In 2015 Bill Condon obtained a good success with Mr Holmes, a film inspired by Mitch Cullin’s book. Today Condon grapples with a new film based on Nicholas Searle homonymus’s novel, The Good Liar. The two main actors are Helen Mirren and Ian McKellen who play together for the first time on the big screen.

The title clarifies the topic around which the whole story develops. In fact, during the opening credits, the audience can see the two main characters interacting with each other through a dating website.  Immediately the two people reveal themselves to be two liars. Roy Courtney (McKellen) says he’s not a smoker but in the mean time he’s smoking a cigarette and same Betty McLeish (Mirren) that claims she’s teetotal while she’s drinking a glass of wine. During the film, these little lies turn into a escalation of untruths.

Since the beginning, the story is told from Roy’s point of view who is both a very talented crook and a experienced liar. His real intention is sneaking into Ketty’s boring and suburban lifestyle in order to cheat her, to celebrate a life full of frauds and then to live a luxurious retirement. So Ms. Mc Leish seems to be the perfect victim: alone, sick and open. But it’s precisely here that the deceit begins.

The long-lasting collaboration between the US director and the Shakespearean actor reaches, with this film, a perfect balance in which Condon’s directing skills enhances McKellen’s acting. Even Mirren’s performance is worth mentioning: her cold looks and harsh expressions are little but important clues that help the audience to realize who is behind this perfect deceit. Condon uses a clear direction both to highlight the talent of the two actors and to entertain the audience with a complicate game in which it becomes harder and harder to separate reality from fiction and truth from dishonesty.
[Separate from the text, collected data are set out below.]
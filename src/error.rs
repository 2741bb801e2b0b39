use thiserror::Error;

#[derive(Error, Debug)]
pub enum LinkError {
    #[error("Insufficient datasets: link prediction needs at least two, got {0}")]
    InsufficientDatasets(usize),

    #[error("Duplicate dataset name: {0}")]
    DuplicateDataset(String),

    #[error("Prerequisite analysis missing for dataset '{dataset}': {reason}")]
    PrerequisiteMissing { dataset: String, reason: String },

    #[error("Unknown dataset: {0}")]
    UnknownDataset(String),

    #[error("Unknown column '{column}' in dataset '{dataset}'")]
    UnknownColumn { dataset: String, column: String },

    #[error("Intersection failed: {0}")]
    IntersectionFailure(String),

    #[error("Validation error: {0}")]
    Validation(String),

    #[error("Serialization error: {0}")]
    Serialization(String),

    #[error("Invalid candidate: {0}")]
    InvalidCandidate(String),

    #[error("Configuration error: {0}")]
    Config(String),

    #[error("Prediction cancelled after {completed_pairs} completed pair(s)")]
    Cancelled { completed_pairs: usize },

    #[error("LLM error: {0}")]
    Llm(String),

    #[error("Database error: {0}")]
    Database(String),

    #[error("Polars error: {0}")]
    Polars(String),

    #[error("IO error: {0}")]
    Io(#[from] std::io::Error),
}

impl From<polars::error::PolarsError> for LinkError {
    fn from(err: polars::error::PolarsError) -> Self {
        LinkError::Polars(err.to_string())
    }
}

impl From<sqlx::Error> for LinkError {
    fn from(err: sqlx::Error) -> Self {
        LinkError::Database(err.to_string())
    }
}

impl LinkError {
    /// Failures that only cost the current candidate and never the sweep.
    pub fn is_recoverable(&self) -> bool {
        matches!(
            self,
            LinkError::IntersectionFailure(_)
                | LinkError::Validation(_)
                | LinkError::Database(_)
                | LinkError::Polars(_)
                | LinkError::Llm(_)
                | LinkError::UnknownColumn { .. }
        )
    }
}

pub type Result<T> = std::result::Result<T, LinkError>;

#[cfg(test)]
mod tests {
    use super::*;

    #[test]
    fn test_recoverable_classification() {
        assert!(LinkError::IntersectionFailure("timeout".to_string()).is_recoverable());
        assert!(LinkError::Validation("bad json".to_string()).is_recoverable());
        assert!(!LinkError::InsufficientDatasets(1).is_recoverable());
        assert!(!LinkError::Serialization("disk full".to_string()).is_recoverable());
    }

    #[test]
    fn test_prerequisite_message_names_dataset() {
        let err = LinkError::PrerequisiteMissing {
            dataset: "orders".to_string(),
            reason: "key identification has not run".to_string(),
        };
        assert!(err.to_string().contains("'orders'"));
    }
}
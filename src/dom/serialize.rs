//! HTML serialization of live nodes.
//!
//! Live properties (`value`, `checked`, ...) and listeners are not part of the
//! markup, exactly as in a browser's `outerHTML`.

use crate::error::DomError;
use super::document::{attributes, child_nodes, node_kind, node_value, tag_name, NodeId, NodeKind};

/// Elements serialized without a closing tag.
const VOID_ELEMENTS: &[&str] = &[
    "area", "base", "br", "col", "embed", "hr", "img", "input", "link", "meta", "source", "track",
    "wbr",
];

/// Markup for `node` itself and its subtree. A fragment serializes as its
/// children.
pub fn outer_html(node: NodeId) -> Result<String, DomError> {
    let mut out = String::new();
    write_node(node, &mut out)?;
    Ok(out)
}

/// Markup for the children of `node`.
pub fn inner_html(node: NodeId) -> Result<String, DomError> {
    let mut out = String::new();
    for child in child_nodes(node)? {
        write_node(child, &mut out)?;
    }
    Ok(out)
}

fn write_node(node: NodeId, out: &mut String) -> Result<(), DomError> {
    match node_kind(node)? {
        NodeKind::Text => {
            out.push_str(&escape_text(&node_value(node)?.unwrap_or_default()));
        }
        NodeKind::Fragment => {
            for child in child_nodes(node)? {
                write_node(child, out)?;
            }
        }
        NodeKind::Element => {
            let tag = tag_name(node)?;
            out.push('<');
            out.push_str(&tag);
            for (name, value) in attributes(node)? {
                out.push(' ');
                out.push_str(&name);
                out.push_str("=\"");
                out.push_str(&escape_attr(&value));
                out.push('"');
            }
            out.push('>');

            if VOID_ELEMENTS.contains(&tag.as_str()) {
                return Ok(());
            }

            for child in child_nodes(node)? {
                write_node(child, out)?;
            }
            out.push_str("</");
            out.push_str(&tag);
            out.push('>');
        }
    }
    Ok(())
}

fn escape_text(text: &str) -> String {
    text.replace('&', "&amp;")
        .replace('<', "&lt;")
        .replace('>', "&gt;")
}

fn escape_attr(value: &str) -> String {
    value.replace('&', "&amp;").replace('"', "&quot;")
}

#[cfg(test)]
mod tests {
    use super::*;
    use crate::dom::{append_child, create_element, create_text_node, reset_document, set_attribute};

    #[test]
    fn test_outer_html() {
        reset_document();

        let div = create_element("div").unwrap();
        set_attribute(div, "class", "a \"b\"").unwrap();
        set_attribute(div, "hidden", "").unwrap();
        let text = create_text_node("1 < 2 & 3");
        append_child(div, text).unwrap();
        let input = create_element("input").unwrap();
        append_child(div, input).unwrap();

        assert_eq!(
            outer_html(div).unwrap(),
            "<div class=\"a &quot;b&quot;\" hidden=\"\">1 &lt; 2 &amp; 3<input></div>"
        );
        assert_eq!(inner_html(div).unwrap(), "1 &lt; 2 &amp; 3<input>");
    }
}
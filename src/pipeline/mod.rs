//! Render Pipeline
//!
//! Connects the authoring surface to the live document.
//!
//! # Pipeline Architecture
//!
//! ```text
//! app() → VNode tree → render_to_dom → container (children replaced)
//!   ↑                                        │
//!   └── reset_state_index ← setter change ←──┘ (event handler)
//! ```
//!
//! ## Key Design Principles
//!
//! - **Whole-tree passes**: every pass rebuilds and replaces everything
//! - **Synchronous**: a changed setter runs a full pass before it returns

pub mod mount;

pub use mount::{create_root, mount, RootHandle};
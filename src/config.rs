//! Runtime configuration.
//!
//! Settings are thread-local, like every other piece of runtime state: one
//! thread owns one document and one hook store.

use spark_signals::{signal, Signal};

// =============================================================================
// Hook Scoping
// =============================================================================

/// How `use_state` slots are addressed across render passes.
#[derive(Debug, Clone, Copy, PartialEq, Eq, Default)]
pub enum HookScoping {
    /// One flat slot sequence for the whole tree. A slot is identified only by
    /// the ordinal of the `use_state` call within the pass, so every pass must
    /// call hooks in exactly the same order and count across the entire tree.
    #[default]
    Global,
    /// Each component invocation owns its slots, keyed by its position in the
    /// tree plus the identity of the component function. Hooks are still
    /// positional, but only within one component, so conditionally rendering
    /// a component no longer shifts the slots of its siblings.
    PerComponent,
}

/// Runtime-wide settings.
#[derive(Debug, Clone, Copy, PartialEq, Eq, Default)]
pub struct RuntimeConfig {
    pub hook_scoping: HookScoping,
}

impl RuntimeConfig {
    /// Config using per-component hook scoping.
    pub fn scoped() -> Self {
        Self {
            hook_scoping: HookScoping::PerComponent,
        }
    }
}

thread_local! {
    static RUNTIME_CONFIG: Signal<RuntimeConfig> = signal(RuntimeConfig::default());
}

/// Get the current configuration.
pub fn config() -> RuntimeConfig {
    RUNTIME_CONFIG.with(|c| c.get())
}

/// Replace the configuration.
///
/// Takes effect at the next render pass. Switching scoping with slots already
/// stored does not migrate them; call [`crate::hooks::reset_hooks`] first.
pub fn configure(cfg: RuntimeConfig) {
    tracing::debug!(?cfg, "runtime configured");
    RUNTIME_CONFIG.with(|c| c.set(cfg));
}

/// Get the current hook scoping mode.
pub fn hook_scoping() -> HookScoping {
    config().hook_scoping
}

/// Restore the default configuration (for testing).
pub fn reset_config() {
    configure(RuntimeConfig::default());
}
This is a story of truth and deceit, but – especially – a story of revenge, which always redefines the relationship between victim and victimizer. This relationship refers not only to the home enviroment but even to a universal historical background. Indeed – thanks to two flashbacks – the director brings the two protagonist back to their past, in a nazi Germany before and afer the war. This painful past will play an important role for the final plot twist.
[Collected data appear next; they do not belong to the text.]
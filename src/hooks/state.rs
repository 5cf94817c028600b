//! `use_state` - Positional state hook.
//!
//! # Example
//!
//! ```ignore
//! use spark_vdom::{create_element, children, use_state, Props, VNode};
//!
//! fn counter(_: &Props) -> Option<VNode> {
//!     let (count, set_count) = use_state(0);
//!     Some(create_element(
//!         "button",
//!         Some(Props::new().on("click", move |_| { set_count.update(|n| n + 1); })),
//!         format!("Count: {}", count.get()),
//!     ))
//! }
//! ```

use std::fmt;

use spark_signals::Signal;

use super::scheduler::request_render;
use super::store::claim_slot;

/// Read access to one hook slot.
///
/// Reads go through the slot, so a getter captured by a handler observes
/// later updates.
#[derive(Clone)]
pub struct StateGetter<T: Clone + PartialEq + 'static> {
    slot: Signal<T>,
}

impl<T: Clone + PartialEq + 'static> StateGetter<T> {
    /// Current stored value.
    pub fn get(&self) -> T {
        self.slot.get()
    }
}

impl<T: Clone + PartialEq + fmt::Debug + 'static> fmt::Debug for StateGetter<T> {
    fn fmt(&self, f: &mut fmt::Formatter<'_>) -> fmt::Result {
        f.debug_tuple("StateGetter").field(&self.get()).finish()
    }
}

/// What a setter was asked to store.
pub enum SetStateAction<T> {
    /// Store this value.
    Value(T),
    /// Compute the value from the previous one.
    Update(Box<dyn FnOnce(&T) -> T>),
}

impl<T> From<T> for SetStateAction<T> {
    fn from(value: T) -> Self {
        SetStateAction::Value(value)
    }
}

/// Write access to one hook slot.
#[derive(Clone)]
pub struct StateSetter<T: Clone + PartialEq + 'static> {
    slot: Signal<T>,
}

impl<T: Clone + PartialEq + 'static> StateSetter<T> {
    /// Store `value`. See [`StateSetter::apply`].
    pub fn set(&self, value: T) -> bool {
        self.apply(SetStateAction::Value(value))
    }

    /// Store `f(previous)`. See [`StateSetter::apply`].
    pub fn update(&self, f: impl FnOnce(&T) -> T + 'static) -> bool {
        self.apply(SetStateAction::Update(Box::new(f)))
    }

    /// Compute the candidate value; if it differs from the stored one, store
    /// it and fire the render trigger once. Equal values are a no-op.
    ///
    /// Returns whether the value changed. With no trigger registered the
    /// value is still stored, nothing re-renders and no error is raised.
    pub fn apply(&self, action: SetStateAction<T>) -> bool {
        let current = self.slot.get();
        let next = match action {
            SetStateAction::Value(value) => value,
            SetStateAction::Update(f) => f(&current),
        };
        if next == current {
            return false;
        }

        self.slot.set(next);
        request_render();
        true
    }
}

impl<T: Clone + PartialEq + 'static> fmt::Debug for StateSetter<T> {
    fn fmt(&self, f: &mut fmt::Formatter<'_>) -> fmt::Result {
        f.write_str("StateSetter(..)")
    }
}

/// Claim the hook slot at the cursor and advance the cursor by one.
///
/// On the first visit to a position the slot is created holding `initial`;
/// on later passes the stored value wins and `initial` is ignored.
///
/// Slot identity is the ordinal of this call within the render pass, counted
/// across the whole tree (see [`HookScoping`](crate::config::HookScoping)).
/// Every pass must therefore call hooks in the same order and count: calling
/// one conditionally, or conditionally rendering a component that calls one,
/// shifts every slot after it.
pub fn use_state<T: Clone + PartialEq + 'static>(initial: T) -> (StateGetter<T>, StateSetter<T>) {
    let slot = claim_slot(initial);
    (StateGetter { slot: slot.clone() }, StateSetter { slot })
}

#[cfg(test)]
mod tests {
    use super::*;
    use crate::hooks::{reset_hooks, reset_scheduler, reset_state_index, set_root_render, trigger_count};
    use std::cell::Cell;
    use std::rc::Rc;

    fn setup() {
        reset_hooks();
        reset_scheduler();
    }

    #[test]
    fn test_initial_value_on_first_visit() {
        setup();

        let (count, _) = use_state(7);
        assert_eq!(count.get(), 7);
    }

    #[test]
    fn test_revisit_ignores_new_initial() {
        setup();

        let (_, set) = use_state(1);
        set.set(2);

        reset_state_index();
        let (count, _) = use_state(1000);
        assert_eq!(count.get(), 2);
    }

    #[test]
    fn test_equal_value_does_not_trigger() {
        setup();

        let fired = Rc::new(Cell::new(0));
        let fired_clone = fired.clone();
        set_root_render(move || fired_clone.set(fired_clone.get() + 1));

        let (_, set) = use_state("same".to_string());
        assert!(!set.set("same".to_string()));
        assert!(!set.update(|s| s.clone()));
        assert_eq!(fired.get(), 0);

        assert!(set.set("different".to_string()));
        assert_eq!(fired.get(), 1);
        assert_eq!(trigger_count(), 1);
    }

    #[test]
    fn test_update_uses_previous_value() {
        setup();

        let (count, set) = use_state(10);
        set.update(|n| n * 2);
        set.update(|n| n + 1);
        assert_eq!(count.get(), 21);
    }

    #[test]
    fn test_setter_without_trigger_still_stores() {
        setup();

        let (count, set) = use_state(false);
        assert!(set.set(true));
        assert!(count.get());
    }

    #[test]
    fn test_getter_observes_later_writes() {
        setup();

        let (count, set) = use_state(0);
        let getter = count.clone();
        set.apply(5.into());
        assert_eq!(getter.get(), 5);
        assert_eq!(format!("{count:?}"), "StateGetter(5)");
    }
}
//! Document - the live display surface.
//!
//! An in-memory stand-in for a browser document: elements, text nodes and
//! document fragments with attributes, inline style, live properties and
//! bubbling event listeners. The materializer writes into it; tests and
//! hosts read back out of it.
//!
//! # Architecture
//!
//! Nodes are indices into a thread-local arena:
//!
//! ```text
//! Slot 0: Element "div"    (parent=None, children=[1, 2])
//! Slot 1: Text "Count: 0"  (parent=0)
//! Slot 2: Element "button" (parent=0, listeners=[click])
//! ```
//!
//! A [`NodeId`] carries the slot index plus a generation, so handles to
//! released nodes fail with [`DomError::NodeNotFound`](crate::error::DomError)
//! instead of reaching whatever reused the slot.

mod document;
mod events;
mod serialize;
mod style;

pub use document::*;
pub use events::*;
pub use serialize::{inner_html, outer_html};
pub use style::{to_kebab_case, StyleDeclaration};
The Good Liar is an intimate drama that interchanges irony and violence. It isn’t a thriller based on suspance, but rather on both the intellectual fight between Betty and Roy and between Mirren and McKellen. In many cases this fight takes over the script and the direction.  For this reason this film can result not so brilliant and, in many cases, predictable. Actually, as Betty reminds in the very last scene, we have to be very careful because “its deeper than what it seems”.